A notable success is the breeding of Toco Toucans. Because the Tocos have a habit of throwing out the nesting material, Geoff packs sand in the bottom of the nest-box after the second egg has been laid. Later, the eggs are transferred to Bantams due to problems with the parents. With today’s DNA technology, it is possible to sex the chicks as soon as they hatch, by using material within the shell. Because of the shortage of females in the UK, it is vitally important to produce females that are not imprinted and can be used for breeding purposes. Hand-reared Tocos are too aggressive, so, while males can be used for education and in shows, females will be puppet reared.
Puppet-rearing is very work intensive, taking ten to 15 minutes per feed. It has already been carried out, using a mixture of pinkie mice and papaya, fed with a syringe approximately every two hours. For the adults, a food with a low iron content is important; Witte Molen insectivorous food is offered (Deaths from iron-storage disease are, sadly, common in toucans). The importation of wild-caught toucans has virtually ended in the UK, thus, these birds, especially Tocos, are now extremely expensive.
In 1989, the first recorded UK breeding of Dumonti’s Mynah took place in this park. Dumonti’s, from New Guinea, is one of the most handsome of mynahs, with its partly bare orange head and orange bill. The aviary was landscaped with plants, had a running stream and a thermostatically controlled shelter with timed lighting. One of the more recent aviaries is the novel garden aviary. Part of it is designed to replicate and English garden and contains native finches and soft-bills.
What were once wildfowl ponds in the main gardens are now enclosures for large birds such as cranes and storks. An impressive pair of Marabou Storks (standing 1.5m high) share their huge aviary with Night Herons and Guinea Fowl. Marabou are not easy to breed in captivity, thus this is a species which Geoff hopes will rear young in due course.
Sometimes, unusual steps are taken to achieve success. To this end, Geoff often uses bantams to incubae eggs. He prefers them to incubators. They have sat on eggs of such unlikely species as touracos, owls and parrots.
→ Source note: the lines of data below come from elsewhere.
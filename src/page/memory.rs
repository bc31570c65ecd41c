use std::collections::BTreeMap;
use std::sync::Arc;
use std::time::Duration;

use parking_lot::Mutex;
use serde::Serialize;
use tokio::runtime::Handle;
use tracing::trace;

use super::{ClickEvent, ClickListener, ElementId, Page};

/// Headless page: an element tree kept in memory.
///
/// Fades run on the ambient tokio runtime; without one (or with a zero fade)
/// elements are detached immediately.
#[derive(Clone, Default)]
pub struct MemoryPage {
    dom: Arc<Mutex<Dom>>,
}

#[derive(Default)]
struct Dom {
    next_id: u64,
    nodes: BTreeMap<ElementId, Node>,
    body: Vec<ElementId>,
    body_clicks: usize,
}

struct Node {
    template: String,
    dom_id: Option<String>,
    content: String,
    classes: Vec<String>,
    style: BTreeMap<String, String>,
    listeners: Vec<ClickListener>,
    parent: Option<Parent>,
    children: Vec<ElementId>,
    fading: bool,
}

#[derive(Clone, Copy, Debug, Eq, PartialEq)]
enum Parent {
    Body,
    Element(ElementId),
}

#[derive(Debug, Clone, Serialize)]
pub struct PageSnapshot {
    pub body: Vec<ElementSnapshot>,
}

#[derive(Debug, Clone, Serialize)]
pub struct ElementSnapshot {
    pub element: ElementId,
    #[serde(skip_serializing_if = "Option::is_none")]
    pub id: Option<String>,
    pub classes: Vec<String>,
    pub style: BTreeMap<String, String>,
    pub content: String,
    pub clickable: bool,
    pub fading: bool,
    #[serde(skip_serializing_if = "Vec::is_empty")]
    pub children: Vec<ElementSnapshot>,
}

impl Dom {
    fn node(&self, element: ElementId) -> Option<&Node> {
        self.nodes.get(&element)
    }

    fn is_attached(&self, element: ElementId) -> bool {
        let mut current = element;
        loop {
            match self.node(current).and_then(|node| node.parent) {
                Some(Parent::Body) => return true,
                Some(Parent::Element(parent)) => current = parent,
                None => return false,
            }
        }
    }

    fn unlink(&mut self, element: ElementId) {
        let Some(parent) = self.nodes.get_mut(&element).and_then(|node| node.parent.take()) else {
            return;
        };
        match parent {
            Parent::Body => self.body.retain(|id| *id != element),
            Parent::Element(parent) => {
                if let Some(node) = self.nodes.get_mut(&parent) {
                    node.children.retain(|id| *id != element);
                }
            }
        }
    }

    /// Unlink `element` and free its whole subtree.
    fn detach(&mut self, element: ElementId) {
        self.unlink(element);
        let mut pending = vec![element];
        while let Some(id) = pending.pop() {
            if let Some(node) = self.nodes.remove(&id) {
                pending.extend(node.children);
            }
        }
    }

    fn snapshot(&self, element: ElementId) -> Option<ElementSnapshot> {
        let node = self.node(element)?;
        Some(ElementSnapshot {
            element,
            id: node.dom_id.clone(),
            classes: node.classes.clone(),
            style: node.style.clone(),
            content: node.content.clone(),
            clickable: !node.listeners.is_empty(),
            fading: node.fading,
            children: node
                .children
                .iter()
                .filter_map(|child| self.snapshot(*child))
                .collect(),
        })
    }
}

impl MemoryPage {
    #[must_use]
    pub fn new() -> Self {
        Self::default()
    }

    /// Dispatch a click on `element`, bubbling up to the body unless a
    /// listener stops propagation.
    pub fn click(&self, element: ElementId) {
        let (chain, reaches_body) = {
            let dom = self.dom.lock();
            let mut chain = Vec::new();
            let mut current = Some(element);
            let mut reaches_body = false;
            while let Some(id) = current {
                let Some(node) = dom.node(id) else { break };
                chain.push(node.listeners.clone());
                current = match node.parent {
                    Some(Parent::Element(parent)) => Some(parent),
                    Some(Parent::Body) => {
                        reaches_body = true;
                        None
                    }
                    None => None,
                };
            }
            (chain, reaches_body)
        };

        let mut event = ClickEvent::default();
        for listeners in chain {
            for listener in listeners {
                listener(&mut event);
            }
            if event.is_propagation_stopped() {
                trace!(%element, "click propagation stopped");
                return;
            }
        }
        if reaches_body {
            self.dom.lock().body_clicks += 1;
        }
    }

    #[must_use]
    pub fn is_attached(&self, element: ElementId) -> bool {
        self.dom.lock().is_attached(element)
    }

    #[must_use]
    pub fn is_fading(&self, element: ElementId) -> bool {
        self.dom.lock().node(element).is_some_and(|node| node.fading)
    }

    #[must_use]
    pub fn children(&self, element: ElementId) -> Vec<ElementId> {
        self.dom
            .lock()
            .node(element)
            .map(|node| node.children.clone())
            .unwrap_or_default()
    }

    #[must_use]
    pub fn body_children(&self) -> Vec<ElementId> {
        self.dom.lock().body.clone()
    }

    #[must_use]
    pub fn content(&self, element: ElementId) -> Option<String> {
        self.dom.lock().node(element).map(|node| node.content.clone())
    }

    #[must_use]
    pub fn template(&self, element: ElementId) -> Option<String> {
        self.dom
            .lock()
            .node(element)
            .map(|node| node.template.clone())
    }

    #[must_use]
    pub fn has_class(&self, element: ElementId, class: &str) -> bool {
        self.dom
            .lock()
            .node(element)
            .is_some_and(|node| node.classes.iter().any(|c| c == class))
    }

    #[must_use]
    pub fn style(&self, element: ElementId, property: &str) -> Option<String> {
        self.dom
            .lock()
            .node(element)
            .and_then(|node| node.style.get(property).cloned())
    }

    #[must_use]
    pub fn listener_count(&self, element: ElementId) -> usize {
        self.dom
            .lock()
            .node(element)
            .map_or(0, |node| node.listeners.len())
    }

    /// Elements currently held by the page, attached or not.
    #[must_use]
    pub fn node_count(&self) -> usize {
        self.dom.lock().nodes.len()
    }

    /// Number of attached elements carrying `id`.
    #[must_use]
    pub fn count_by_id(&self, id: &str) -> usize {
        let dom = self.dom.lock();
        dom.nodes
            .iter()
            .filter(|(element, node)| {
                node.dom_id.as_deref() == Some(id) && dom.is_attached(**element)
            })
            .count()
    }

    /// Clicks that bubbled all the way up to the body.
    #[must_use]
    pub fn body_clicks(&self) -> usize {
        self.dom.lock().body_clicks
    }

    #[must_use]
    pub fn snapshot(&self) -> PageSnapshot {
        let dom = self.dom.lock();
        PageSnapshot {
            body: dom
                .body
                .iter()
                .filter_map(|element| dom.snapshot(*element))
                .collect(),
        }
    }
}

impl Page for MemoryPage {
    fn find_by_id(&self, id: &str) -> Option<ElementId> {
        let dom = self.dom.lock();
        dom.nodes
            .iter()
            .find(|(element, node)| {
                node.dom_id.as_deref() == Some(id) && dom.is_attached(**element)
            })
            .map(|(element, _)| *element)
    }

    fn instantiate(&self, template: &str) -> ElementId {
        let mut dom = self.dom.lock();
        dom.next_id += 1;
        let element = ElementId::new(dom.next_id);
        dom.nodes.insert(
            element,
            Node {
                template: template.to_string(),
                dom_id: None,
                content: String::new(),
                classes: Vec::new(),
                style: BTreeMap::new(),
                listeners: Vec::new(),
                parent: None,
                children: Vec::new(),
                fading: false,
            },
        );
        element
    }

    fn set_id(&self, element: ElementId, id: &str) {
        if let Some(node) = self.dom.lock().nodes.get_mut(&element) {
            node.dom_id = Some(id.to_string());
        }
    }

    fn set_content(&self, element: ElementId, content: &str) {
        if let Some(node) = self.dom.lock().nodes.get_mut(&element) {
            node.content = content.to_string();
        }
    }

    fn apply_style(&self, element: ElementId, style: &[(&str, &str)]) {
        if let Some(node) = self.dom.lock().nodes.get_mut(&element) {
            for (property, value) in style {
                node.style.insert((*property).to_string(), (*value).to_string());
            }
        }
    }

    fn add_class(&self, element: ElementId, class: &str) {
        if let Some(node) = self.dom.lock().nodes.get_mut(&element) {
            for class in class.split_whitespace() {
                if !node.classes.iter().any(|c| c == class) {
                    node.classes.push(class.to_string());
                }
            }
        }
    }

    fn on_click(&self, element: ElementId, listener: ClickListener) {
        if let Some(node) = self.dom.lock().nodes.get_mut(&element) {
            node.listeners.push(listener);
        }
    }

    fn append_to_body(&self, element: ElementId) {
        let mut dom = self.dom.lock();
        if !dom.nodes.contains_key(&element) {
            return;
        }
        dom.unlink(element);
        dom.body.push(element);
        if let Some(node) = dom.nodes.get_mut(&element) {
            node.parent = Some(Parent::Body);
        }
    }

    fn append_child(&self, parent: ElementId, child: ElementId) {
        let mut dom = self.dom.lock();
        if parent == child || !dom.nodes.contains_key(&parent) || !dom.nodes.contains_key(&child) {
            return;
        }
        dom.unlink(child);
        if let Some(node) = dom.nodes.get_mut(&parent) {
            node.children.push(child);
        }
        if let Some(node) = dom.nodes.get_mut(&child) {
            node.parent = Some(Parent::Element(parent));
        }
    }

    fn child_count(&self, element: ElementId) -> usize {
        self.dom
            .lock()
            .node(element)
            .map_or(0, |node| node.children.len())
    }

    fn contains(&self, parent: ElementId, child: ElementId) -> bool {
        self.dom
            .lock()
            .node(child)
            .is_some_and(|node| node.parent == Some(Parent::Element(parent)))
    }

    fn fade_out_and_detach(&self, element: ElementId, fade: Duration) {
        {
            let mut dom = self.dom.lock();
            let Some(node) = dom.nodes.get_mut(&element) else {
                return;
            };
            if node.parent.is_none() || node.fading {
                return;
            }
            let immediate = fade.is_zero();
            if !immediate {
                node.fading = true;
            }
            if immediate {
                dom.detach(element);
                return;
            }
        }

        match Handle::try_current() {
            Ok(handle) => {
                let dom = Arc::clone(&self.dom);
                handle.spawn(async move {
                    tokio::time::sleep(fade).await;
                    dom.lock().detach(element);
                });
            }
            Err(_) => self.dom.lock().detach(element),
        }
    }
}

#[cfg(test)]
mod tests {
    use super::MemoryPage;
    use crate::page::{ClickListener, Page};
    use std::sync::Arc;
    use std::sync::atomic::{AtomicUsize, Ordering};
    use std::time::Duration;

    fn counter_listener(counter: &Arc<AtomicUsize>, stop: bool) -> ClickListener {
        let counter = Arc::clone(counter);
        Arc::new(move |event| {
            counter.fetch_add(1, Ordering::SeqCst);
            if stop {
                event.stop_propagation();
            }
        })
    }

    #[test]
    fn find_by_id_ignores_detached_elements() {
        let page = MemoryPage::new();
        let el = page.instantiate("<div></div>");
        page.set_id(el, "box");
        assert_eq!(page.find_by_id("box"), None);
        page.append_to_body(el);
        assert_eq!(page.find_by_id("box"), Some(el));
        page.fade_out_and_detach(el, Duration::ZERO);
        assert_eq!(page.find_by_id("box"), None);
    }

    #[test]
    fn click_bubbles_until_stopped() {
        let page = MemoryPage::new();
        let outer = page.instantiate("<div></div>");
        let inner = page.instantiate("<div></div>");
        page.append_to_body(outer);
        page.append_child(outer, inner);

        let outer_hits = Arc::new(AtomicUsize::new(0));
        let inner_hits = Arc::new(AtomicUsize::new(0));
        page.on_click(outer, counter_listener(&outer_hits, false));
        page.on_click(inner, counter_listener(&inner_hits, false));

        page.click(inner);
        assert_eq!(inner_hits.load(Ordering::SeqCst), 1);
        assert_eq!(outer_hits.load(Ordering::SeqCst), 1);
        assert_eq!(page.body_clicks(), 1);

        page.on_click(inner, counter_listener(&inner_hits, true));
        page.click(inner);
        assert_eq!(inner_hits.load(Ordering::SeqCst), 3);
        assert_eq!(outer_hits.load(Ordering::SeqCst), 1);
        assert_eq!(page.body_clicks(), 1);
    }

    #[test]
    fn detach_drops_listeners_and_is_repeatable() {
        let page = MemoryPage::new();
        let el = page.instantiate("<div></div>");
        page.append_to_body(el);
        page.on_click(el, Arc::new(|_| {}));
        page.fade_out_and_detach(el, Duration::ZERO);
        page.fade_out_and_detach(el, Duration::ZERO);
        assert!(!page.is_attached(el));
        assert_eq!(page.listener_count(el), 0);
        assert!(page.body_children().is_empty());
        assert_eq!(page.node_count(), 0);
    }

    #[test]
    fn detaching_a_parent_frees_its_subtree() {
        let page = MemoryPage::new();
        let parent = page.instantiate("<div></div>");
        let child = page.instantiate("<p></p>");
        page.append_to_body(parent);
        page.append_child(parent, child);
        assert_eq!(page.node_count(), 2);

        page.fade_out_and_detach(parent, Duration::ZERO);
        assert_eq!(page.node_count(), 0);
        assert_eq!(page.content(child), None);
        page.fade_out_and_detach(child, Duration::ZERO);
        assert_eq!(page.node_count(), 0);
    }

    #[test]
    fn add_class_splits_and_dedups() {
        let page = MemoryPage::new();
        let el = page.instantiate("<div></div>");
        page.add_class(el, "a b");
        page.add_class(el, "b");
        assert!(page.has_class(el, "a"));
        assert!(page.has_class(el, "b"));
        assert_eq!(page.snapshot().body.len(), 0);
    }

    #[tokio::test(start_paused = true)]
    async fn fade_detaches_after_delay() {
        let page = MemoryPage::new();
        let parent = page.instantiate("<div></div>");
        let child = page.instantiate("<p></p>");
        page.append_to_body(parent);
        page.append_child(parent, child);

        page.fade_out_and_detach(child, Duration::from_millis(200));
        assert!(page.is_fading(child));
        assert_eq!(page.child_count(parent), 1);

        tokio::time::sleep(Duration::from_millis(250)).await;
        assert!(!page.is_attached(child));
        assert_eq!(page.child_count(parent), 0);
        assert!(!page.is_fading(child));
    }
}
Each bantam is placed in a broody box with two eggs. She is removed from the box to a pen for ten minutes each day. The eggs are transferred to an incubator just before they are due to pip. One little bantam, who cost only £2, hatched £2000 of chicks in one season!
Among Geoff’s other aids to breeding success is something which is normally found in an office – a bottle of Tip-Ex! He uses this correction fluid to repair parrot eggs and assured me that it is far superior to nail polish. Indeed, one macaw egg with a poor quality shell was entirely coated in this fluid! It certainly corrected the porousness of the shell – and the macaw hatched. Of course, a close watch must be kept on such eggs at the pipping stage.
Regrettably, it has been necessary to reduce the parrot collection, as parrots have been the targets of thieves here. The more expensive species that were not stolen have thus gone to other collections. Nevertheless, a World Parrot Trust information board is prominently displayed along with a certificate which shows that £3,568 has been donated to the trust to date.
The one thousand plus birds of 250 species on show at Paultons and the excellent way they are displayed, in large and attractive enclosures, form one of the UK’s most interesting bird parks. The accent is firmly on reproduction over the long-term and on cooperating with other major collections. In April 2000, British zoo personnel met in the conference room within the gounds to hold their TAG (Taxon Advisory Group) meetings. Groups included those for large soft-bills, Parrots and Storks, Cranes and Ibis. It seems that Paultons will make a major contribution to the British zoo world for many years to come.